"I would like to express our strong support for CASA's work as court appointed special advocates for youth within our community. CASA volunteers provide a great service to youth caught
up as innocent victims in our criminal justice and family law systems. We strongly believe that CASA's quality services to children in our foster care system give these children a better
chance of becoming foster care system successes."Dennis H. Lewis, Former Sheriff, Humboldt County, 2002
Being a CASA Advocate...
"I think the most important thing about CASA for me as a volunteer is that I get to be a consistent source of support for my CASA kid. Kids in the Child Welfare System move between
homes, they change schools, they have often been taken out of their parents' home to begin with, and they might live in shelters or group homes or foster homes. Things in their lives are
changing dramatically all the time. These kids have people in their lives that I as a kid didn't have in my life. They are dealing with things that most of us don't deal with
and those professionals come in and out of their lives all the time. Social workers change, attorneys change, and sometimes this can go on for years and years before a case is resolved.

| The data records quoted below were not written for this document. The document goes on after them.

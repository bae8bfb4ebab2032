//! Lock-free orchestrator counters

use std::sync::atomic::{AtomicU64, Ordering};
use std::time::Duration;

use serde::{Deserialize, Serialize};

use super::health::HealthReport;
use super::state::OrchestratorState;

/// Monotonic counters. Only the escalation window is ever reset.
#[derive(Debug, Default)]
pub struct Statistics {
    total_events: AtomicU64,
    total_sessions: AtomicU64,
    total_errors: AtomicU64,
    validation_errors: AtomicU64,
    systemic_errors: AtomicU64,
    rejected_events: AtomicU64,
    collaborator_failures: AtomicU64,
    persistence_failures: AtomicU64,
    optimization_cycles: AtomicU64,
    health_checks: AtomicU64,
    response_time_micros: AtomicU64,
    window_events: AtomicU64,
    window_systemic_errors: AtomicU64,
}

fn bump(counter: &AtomicU64) -> u64 {
    counter.fetch_add(1, Ordering::Relaxed) + 1
}

impl Statistics {
    pub fn new() -> Self {
        Self::default()
    }

    /// Count one dispatched event and its response time.
    pub fn record_event(&self, elapsed: Duration) {
        bump(&self.total_events);
        bump(&self.window_events);
        let micros = u64::try_from(elapsed.as_micros()).unwrap_or(u64::MAX);
        self.response_time_micros.fetch_add(micros, Ordering::Relaxed);
    }

    pub fn record_session(&self) {
        bump(&self.total_sessions);
    }

    /// Count a failed response.
    pub fn record_error(&self) {
        bump(&self.total_errors);
    }

    pub fn record_validation_error(&self) {
        bump(&self.validation_errors);
    }

    /// Count a systemic fault and return the escalation window's error rate.
    pub fn record_systemic_error(&self) -> f64 {
        bump(&self.systemic_errors);
        bump(&self.window_systemic_errors);
        self.window_error_rate()
    }

    /// Count an event refused because of the current state.
    pub fn record_rejected(&self) {
        bump(&self.rejected_events);
    }

    pub fn record_collaborator_failures(&self, n: u64) {
        self.collaborator_failures.fetch_add(n, Ordering::Relaxed);
    }

    pub fn record_persistence_failure(&self) {
        bump(&self.persistence_failures);
    }

    pub fn record_optimization_cycle(&self) -> u64 {
        bump(&self.optimization_cycles)
    }

    pub fn record_health_check(&self) {
        bump(&self.health_checks);
    }

    pub fn window_events(&self) -> u64 {
        self.window_events.load(Ordering::Relaxed)
    }

    /// Systemic errors per event since the window was last reset.
    pub fn window_error_rate(&self) -> f64 {
        let events = self.window_events.load(Ordering::Relaxed);
        if events == 0 {
            return 0.0;
        }
        self.window_systemic_errors.load(Ordering::Relaxed) as f64 / events as f64
    }

    /// Start a fresh escalation window after recovery.
    pub fn reset_window(&self) {
        self.window_events.store(0, Ordering::Relaxed);
        self.window_systemic_errors.store(0, Ordering::Relaxed);
    }

    /// Mean response time in milliseconds.
    pub fn average_response_time_ms(&self) -> f64 {
        let events = self.total_events.load(Ordering::Relaxed);
        if events == 0 {
            return 0.0;
        }
        self.response_time_micros.load(Ordering::Relaxed) as f64 / events as f64 / 1_000.0
    }

    /// Errors per dispatched event over the process lifetime.
    pub fn error_rate(&self) -> f64 {
        let events = self.total_events.load(Ordering::Relaxed);
        if events == 0 {
            return 0.0;
        }
        self.total_errors.load(Ordering::Relaxed) as f64 / events as f64
    }

    pub fn snapshot(
        &self,
        state: OrchestratorState,
        uptime: Duration,
        system_health: HealthReport,
    ) -> StatisticsSnapshot {
        StatisticsSnapshot {
            state,
            uptime_ms: u64::try_from(uptime.as_millis()).unwrap_or(u64::MAX),
            total_events: self.total_events.load(Ordering::Relaxed),
            total_sessions: self.total_sessions.load(Ordering::Relaxed),
            total_errors: self.total_errors.load(Ordering::Relaxed),
            validation_errors: self.validation_errors.load(Ordering::Relaxed),
            systemic_errors: self.systemic_errors.load(Ordering::Relaxed),
            rejected_events: self.rejected_events.load(Ordering::Relaxed),
            collaborator_failures: self.collaborator_failures.load(Ordering::Relaxed),
            persistence_failures: self.persistence_failures.load(Ordering::Relaxed),
            average_response_time: self.average_response_time_ms(),
            optimization_cycles: self.optimization_cycles.load(Ordering::Relaxed),
            health_checks: self.health_checks.load(Ordering::Relaxed),
            system_health,
        }
    }
}

/// Read-only view of the counters.
#[derive(Debug, Clone, PartialEq, Serialize, Deserialize)]
#[serde(rename_all = "camelCase")]
pub struct StatisticsSnapshot {
    pub state: OrchestratorState,
    pub uptime_ms: u64,
    pub total_events: u64,
    pub total_sessions: u64,
    pub total_errors: u64,
    pub validation_errors: u64,
    pub systemic_errors: u64,
    pub rejected_events: u64,
    pub collaborator_failures: u64,
    pub persistence_failures: u64,
    /// Milliseconds.
    pub average_response_time: f64,
    pub optimization_cycles: u64,
    pub health_checks: u64,
    pub system_health: HealthReport,
}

So, for me, I get to be the one person in my CASA kid's life, who's there visiting every week, or, if not, at least giving a phone call regularly and staying in touch, regardless of where
these kids move and what else happens in their lives. And I think that's really critical for all kids and especially for kids who are in a state of crisis with their families. It's not
really uncommon for CASA kids to move between shelters and group homes and foster homes several times in a year. So their whole lives are uprooted. They have to go make a new set
of friends, attend a new school, and everything changes for these kids constantly, sometimes on just a couple days' notice. So, I think the real value of a CASA volunteer is that that person
makes a commitment to be with you as your friend until your case is resolved."
CASA Advocate, 2007
"One of the things I found surprising is the judicial system, and I've been doing it long enough now where I know a lot of the lawyers, a lot of the social workers. And for the most
part, my experience is that they listen to you. And that surprised me....Mom's got a lawyer. The lawyer doesn't know Mom. Dad's got a lawyer. The lawyer doesn't know anything about Dad and is looking for the file case on Dad. And then the child's
lawyer is doing whatever she's doing or he's doing. And you suddenly discover that you're in a room where literally you know the child better than anybody else does. And, they
listen to you. They listen to what it is that you think or what it is that you have to say in advocating for the child. That was a big surprise."
CASA Advocate, 2007
"I have been with my current CASA child for fifteen months. In that time, change has been one of the only constants
in her life. She has had four social workers, two attorneys and has lived in five different homes."As a CASA advocate it has been a privilege to be part of this child's life. It feels good
knowing that no matter what changes occur in her life, she can depend on me."
CASA Advocate, 2002
Having a CASA...
"My first interaction with CASA was in second grade. I was living with my grandmother, and they were trying to reunite me with my mother. So, CASA got involved as something stable in my
life. So, at my first meeting she asked me if I would like ice cream, and of course it was my favorite thing in the world. So, every week---I don't remember her ever missing a week---we would go
eat ice cream or go to the park. And she was the one constant as I went through different foster homes and group homes. She was always there and provided that sense that someone believed
in me and hoped for my future and just the consistency really showered me with attention and what I needed."
CASA Child, 2007
"I think I would have been lost {without a CASA), because if I hadn't had a CASA, I would have had no one guiding me and helping me try to find my direction. She made
sure that I had a plan, that I was going to be successful and get out of the cycle. Basically, there wasn't any other option than to be focused in school and get that done and have my life
in order. She made sure that I acquired all the skills that I had missed about hygiene and social skills and made sure that I really considered college. And that was something that was on
my wish list. And I caught up in school and made it. She pushed me through."
CASA Child, 2007
"I had a fairly mild situation. {My two brothers and I} were in just a single foster home. But, at times, even though I was not moving, we had social workers changing. We had case workers
changing. We had different children coming in and out of the house. There was room for six children. So, there were three alternating at any given time. Sometimes, it was one at a time.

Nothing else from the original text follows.